• **RECORDS PROVIDED**:
* * * * *
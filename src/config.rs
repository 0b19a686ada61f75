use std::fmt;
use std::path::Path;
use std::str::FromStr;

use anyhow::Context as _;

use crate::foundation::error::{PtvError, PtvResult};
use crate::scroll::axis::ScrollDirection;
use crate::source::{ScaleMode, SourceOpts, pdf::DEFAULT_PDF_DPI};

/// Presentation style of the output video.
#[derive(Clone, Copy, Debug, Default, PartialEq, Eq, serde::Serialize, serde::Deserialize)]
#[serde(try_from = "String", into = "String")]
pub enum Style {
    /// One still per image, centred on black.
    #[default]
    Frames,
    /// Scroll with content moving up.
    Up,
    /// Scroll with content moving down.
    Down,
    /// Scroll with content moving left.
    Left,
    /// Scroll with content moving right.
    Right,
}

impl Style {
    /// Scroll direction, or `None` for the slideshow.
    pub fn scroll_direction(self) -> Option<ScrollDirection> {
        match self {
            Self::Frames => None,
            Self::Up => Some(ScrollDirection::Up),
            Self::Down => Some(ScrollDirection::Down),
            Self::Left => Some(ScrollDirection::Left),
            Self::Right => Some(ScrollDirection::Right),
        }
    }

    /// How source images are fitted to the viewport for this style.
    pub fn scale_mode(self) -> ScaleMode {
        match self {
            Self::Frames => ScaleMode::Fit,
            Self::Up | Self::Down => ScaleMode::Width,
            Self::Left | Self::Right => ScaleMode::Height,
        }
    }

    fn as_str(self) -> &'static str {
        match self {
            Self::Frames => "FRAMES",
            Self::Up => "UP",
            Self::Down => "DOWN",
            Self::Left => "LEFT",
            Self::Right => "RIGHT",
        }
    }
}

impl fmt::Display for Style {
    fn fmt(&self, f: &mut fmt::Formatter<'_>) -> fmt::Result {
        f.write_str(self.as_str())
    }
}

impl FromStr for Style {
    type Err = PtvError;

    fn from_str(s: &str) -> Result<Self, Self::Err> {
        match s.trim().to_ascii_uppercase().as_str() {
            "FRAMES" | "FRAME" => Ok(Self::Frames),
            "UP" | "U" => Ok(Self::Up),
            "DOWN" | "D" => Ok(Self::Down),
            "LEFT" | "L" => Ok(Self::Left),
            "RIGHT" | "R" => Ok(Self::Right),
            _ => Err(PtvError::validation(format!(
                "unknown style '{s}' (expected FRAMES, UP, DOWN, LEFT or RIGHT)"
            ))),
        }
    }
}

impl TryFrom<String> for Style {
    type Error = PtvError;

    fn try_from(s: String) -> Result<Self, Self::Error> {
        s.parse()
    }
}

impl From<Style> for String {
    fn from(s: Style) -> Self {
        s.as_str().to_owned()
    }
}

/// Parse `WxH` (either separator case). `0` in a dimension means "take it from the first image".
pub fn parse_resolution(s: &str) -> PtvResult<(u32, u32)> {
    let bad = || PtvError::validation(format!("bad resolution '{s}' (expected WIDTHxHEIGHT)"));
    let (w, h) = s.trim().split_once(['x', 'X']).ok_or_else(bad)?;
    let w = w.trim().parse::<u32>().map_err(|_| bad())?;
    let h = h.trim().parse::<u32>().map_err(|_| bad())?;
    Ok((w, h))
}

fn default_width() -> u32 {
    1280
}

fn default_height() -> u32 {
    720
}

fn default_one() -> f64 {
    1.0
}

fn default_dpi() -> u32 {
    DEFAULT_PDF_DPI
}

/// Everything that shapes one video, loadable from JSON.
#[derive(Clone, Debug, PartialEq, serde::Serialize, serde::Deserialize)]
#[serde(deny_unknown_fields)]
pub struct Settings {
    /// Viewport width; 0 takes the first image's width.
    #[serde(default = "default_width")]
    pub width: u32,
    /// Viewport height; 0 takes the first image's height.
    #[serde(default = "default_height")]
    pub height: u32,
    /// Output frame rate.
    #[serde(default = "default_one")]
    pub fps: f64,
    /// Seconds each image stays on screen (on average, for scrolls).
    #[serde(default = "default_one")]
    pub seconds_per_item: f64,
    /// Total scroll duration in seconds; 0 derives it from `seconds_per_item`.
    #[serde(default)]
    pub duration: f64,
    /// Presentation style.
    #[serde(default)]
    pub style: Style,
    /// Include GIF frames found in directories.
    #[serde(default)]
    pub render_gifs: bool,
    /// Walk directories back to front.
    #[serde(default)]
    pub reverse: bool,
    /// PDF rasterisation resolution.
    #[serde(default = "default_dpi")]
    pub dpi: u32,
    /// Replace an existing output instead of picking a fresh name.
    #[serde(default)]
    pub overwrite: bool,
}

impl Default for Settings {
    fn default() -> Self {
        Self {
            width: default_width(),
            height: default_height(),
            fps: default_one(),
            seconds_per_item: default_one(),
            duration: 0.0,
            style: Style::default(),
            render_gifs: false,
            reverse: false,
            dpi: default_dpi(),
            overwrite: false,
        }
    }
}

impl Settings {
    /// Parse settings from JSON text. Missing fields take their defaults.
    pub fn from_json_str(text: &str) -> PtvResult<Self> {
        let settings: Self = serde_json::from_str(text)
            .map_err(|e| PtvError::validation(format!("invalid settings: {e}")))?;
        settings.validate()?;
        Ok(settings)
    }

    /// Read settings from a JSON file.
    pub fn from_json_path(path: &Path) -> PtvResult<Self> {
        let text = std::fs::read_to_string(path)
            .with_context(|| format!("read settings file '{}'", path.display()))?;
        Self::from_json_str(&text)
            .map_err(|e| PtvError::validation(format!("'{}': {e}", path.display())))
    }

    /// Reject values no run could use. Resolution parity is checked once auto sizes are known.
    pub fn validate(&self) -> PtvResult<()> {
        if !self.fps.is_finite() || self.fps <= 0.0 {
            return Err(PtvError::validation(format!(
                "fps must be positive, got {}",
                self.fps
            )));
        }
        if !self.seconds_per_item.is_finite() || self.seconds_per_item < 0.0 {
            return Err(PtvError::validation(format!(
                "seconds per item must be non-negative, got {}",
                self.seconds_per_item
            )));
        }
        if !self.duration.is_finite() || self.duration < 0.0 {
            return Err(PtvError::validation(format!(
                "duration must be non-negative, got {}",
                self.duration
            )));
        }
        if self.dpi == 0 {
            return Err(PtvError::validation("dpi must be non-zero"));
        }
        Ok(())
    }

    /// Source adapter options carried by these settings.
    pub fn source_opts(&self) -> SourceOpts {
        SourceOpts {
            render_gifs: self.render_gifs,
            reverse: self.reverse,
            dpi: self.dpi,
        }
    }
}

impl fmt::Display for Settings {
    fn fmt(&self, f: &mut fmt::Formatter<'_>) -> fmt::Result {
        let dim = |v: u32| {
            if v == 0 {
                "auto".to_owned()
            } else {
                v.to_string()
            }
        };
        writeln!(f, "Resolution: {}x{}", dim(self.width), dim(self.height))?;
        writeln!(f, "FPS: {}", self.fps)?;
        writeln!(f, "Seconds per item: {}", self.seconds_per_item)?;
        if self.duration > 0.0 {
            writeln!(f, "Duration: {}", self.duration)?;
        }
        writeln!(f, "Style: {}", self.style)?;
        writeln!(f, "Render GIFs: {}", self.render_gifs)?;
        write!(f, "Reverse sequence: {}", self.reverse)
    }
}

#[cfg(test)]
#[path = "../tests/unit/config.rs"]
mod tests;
* * * * *
In full and without alteration, retype the entries above.

filename src/config.rs
repository 0b19a686ada61f75
use std::fmt;
use std::path::Path;
use std::str::FromStr;

use anyhow::Context as _;

use crate::foundation::error::{PtvError, PtvResult};
use crate::scroll::axis::ScrollDirection;
use crate::source::{ScaleMode, SourceOpts, pdf::DEFAULT_PDF_DPI};

/// Presentation style of the output video.
#[derive(Clone, Copy, Debug, Default, PartialEq, Eq, serde::Serialize, serde::Deserialize)]
#[serde(try_from = "String", into = "String")]
pub enum Style {
    /// One still per image, centred on black.
    #[default]
    Frames,
    /// Scroll with content moving up.
    Up,
    /// Scroll with content moving down.
    Down,
    /// Scroll with content moving left.
    Left,
    /// Scroll with content moving right.
    Right,
}

impl Style {
    /// Scroll direction, or `None` for the slideshow.
    pub fn scroll_direction(self) -> Option<ScrollDirection> {
        match self {
            Self::Frames => None,
            Self::Up => Some(ScrollDirection::Up),
            Self::Down => Some(ScrollDirection::Down),
            Self::Left => Some(ScrollDirection::Left),
            Self::Right => Some(ScrollDirection::Right),
        }
    }

    /// How source images are fitted to the viewport for this style.
    pub fn scale_mode(self) -> ScaleMode {
        match self {
            Self::Frames => ScaleMode::Fit,
            Self::Up | Self::Down => ScaleMode::Width,
            Self::Left | Self::Right => ScaleMode::Height,
        }
    }

    fn as_str(self) -> &'static str {
        match self {
            Self::Frames => "FRAMES",
            Self::Up => "UP",
            Self::Down => "DOWN",
            Self::Left => "LEFT",
            Self::Right => "RIGHT",
        }
    }
}

impl fmt::Display for Style {
    fn fmt(&self, f: &mut fmt::Formatter<'_>) -> fmt::Result {
        f.write_str(self.as_str())
    }
}

impl FromStr for Style {
    type Err = PtvError;

    fn from_str(s: &str) -> Result<Self, Self::Err> {
        match s.trim().to_ascii_uppercase().as_str() {
            "FRAMES" | "FRAME" => Ok(Self::Frames),
            "UP" | "U" => Ok(Self::Up),
            "DOWN" | "D" => Ok(Self::Down),
            "LEFT" | "L" => Ok(Self::Left),
            "RIGHT" | "R" => Ok(Self::Right),
            _ => Err(PtvError::validation(format!(
                "unknown style '{s}' (expected FRAMES, UP, DOWN, LEFT or RIGHT)"
            ))),
        }
    }
}

impl TryFrom<String> for Style {
    type Error = PtvError;

    fn try_from(s: String) -> Result<Self, Self::Error> {
        s.parse()
    }
}

impl From<Style> for String {
    fn from(s: Style) -> Self {
        s.as_str().to_owned()
    }
}

/// Parse `WxH` (either separator case). `0` in a dimension means "take it from the first image".
pub fn parse_resolution(s: &str) -> PtvResult<(u32, u32)> {
    let bad = || PtvError::validation(format!("bad resolution '{s}' (expected WIDTHxHEIGHT)"));
    let (w, h) = s.trim().split_once(['x', 'X']).ok_or_else(bad)?;
    let w = w.trim().parse::<u32>().map_err(|_| bad())?;
    let h = h.trim().parse::<u32>().map_err(|_| bad())?;
    Ok((w, h))
}

fn default_width() -> u32 {
    1280
}

fn default_height() -> u32 {
    720
}

fn default_one() -> f64 {
    1.0
}

fn default_dpi() -> u32 {
    DEFAULT_PDF_DPI
}

/// Everything that shapes one video, loadable from JSON.
#[derive(Clone, Debug, PartialEq, serde::Serialize, serde::Deserialize)]
#[serde(deny_unknown_fields)]
pub struct Settings {
    /// Viewport width; 0 takes the first image's width.
    #[serde(default = "default_width")]
    pub width: u32,
    /// Viewport height; 0 takes the first image's height.
    #[serde(default = "default_height")]
    pub height: u32,
    /// Output frame rate.
    #[serde(default = "default_one")]
    pub fps: f64,
    /// Seconds each image stays on screen (on average, for scrolls).
    #[serde(default = "default_one")]
    pub seconds_per_item: f64,
    /// Total scroll duration in seconds; 0 derives it from `seconds_per_item`.
    #[serde(default)]
    pub duration: f64,
    /// Presentation style.
    #[serde(default)]
    pub style: Style,
    /// Include GIF frames found in directories.
    #[serde(default)]
    pub render_gifs: bool,
    /// Walk directories back to front.
    #[serde(default)]
    pub reverse: bool,
    /// PDF rasterisation resolution.
    #[serde(default = "default_dpi")]
    pub dpi: u32,
    /// Replace an existing output instead of picking a fresh name.
    #[serde(default)]
    pub overwrite: bool,
}

impl Default for Settings {
    fn default() -> Self {
        Self {
            width: default_width(),
            height: default_height(),
            fps: default_one(),
            seconds_per_item: default_one(),
            duration: 0.0,
            style: Style::default(),
            render_gifs: false,
            reverse: false,
            dpi: default_dpi(),
            overwrite: false,
        }
    }
}

impl Settings {
    /// Parse settings from JSON text. Missing fields take their defaults.
    pub fn from_json_str(text: &str) -> PtvResult<Self> {
        let settings: Self = serde_json::from_str(text)
            .map_err(|e| PtvError::validation(format!("invalid settings: {e}")))?;
        settings.validate()?;
        Ok(settings)
    }

    /// Read settings from a JSON file.
    pub fn from_json_path(path: &Path) -> PtvResult<Self> {
        let text = std::fs::read_to_string(path)
            .with_context(|| format!("read settings file '{}'", path.display()))?;
        Self::from_json_str(&text)
            .map_err(|e| PtvError::validation(format!("'{}': {e}", path.display())))
    }

    /// Reject values no run could use. Resolution parity is checked once auto sizes are known.
    pub fn validate(&self) -> PtvResult<()> {
        if !self.fps.is_finite() || self.fps <= 0.0 {
            return Err(PtvError::validation(format!(
                "fps must be positive, got {}",
                self.fps
            )));
        }
        if !self.seconds_per_item.is_finite() || self.seconds_per_item < 0.0 {
            return Err(PtvError::validation(format!(
                "seconds per item must be non-negative, got {}",
                self.seconds_per_item
            )));
        }
        if !self.duration.is_finite() || self.duration < 0.0 {
            return Err(PtvError::validation(format!(
                "duration must be non-negative, got {}",
                self.duration
            )));
        }
        if self.dpi == 0 {
            return Err(PtvError::validation("dpi must be non-zero"));
        }
        Ok(())
    }

    /// Source adapter options carried by these settings.
    pub fn source_opts(&self) -> SourceOpts {
        SourceOpts {
            render_gifs: self.render_gifs,
            reverse: self.reverse,
            dpi: self.dpi,
        }
    }
}

impl fmt::Display for Settings {
    fn fmt(&self, f: &mut fmt::Formatter<'_>) -> fmt::Result {
        let dim = |v: u32| {
            if v == 0 {
                "auto".to_owned()
            } else {
                v.to_string()
            }
        };
        writeln!(f, "Resolution: {}x{}", dim(self.width), dim(self.height))?;
        writeln!(f, "FPS: {}", self.fps)?;
        writeln!(f, "Seconds per item: {}", self.seconds_per_item)?;
        if self.duration > 0.0 {
            writeln!(f, "Duration: {}", self.duration)?;
        }
        writeln!(f, "Style: {}", self.style)?;
        writeln!(f, "Render GIFs: {}", self.render_gifs)?;
        write!(f, "Reverse sequence: {}", self.reverse)
    }
}

#[cfg(test)]
#[path = "../tests/unit/config.rs"]
mod tests;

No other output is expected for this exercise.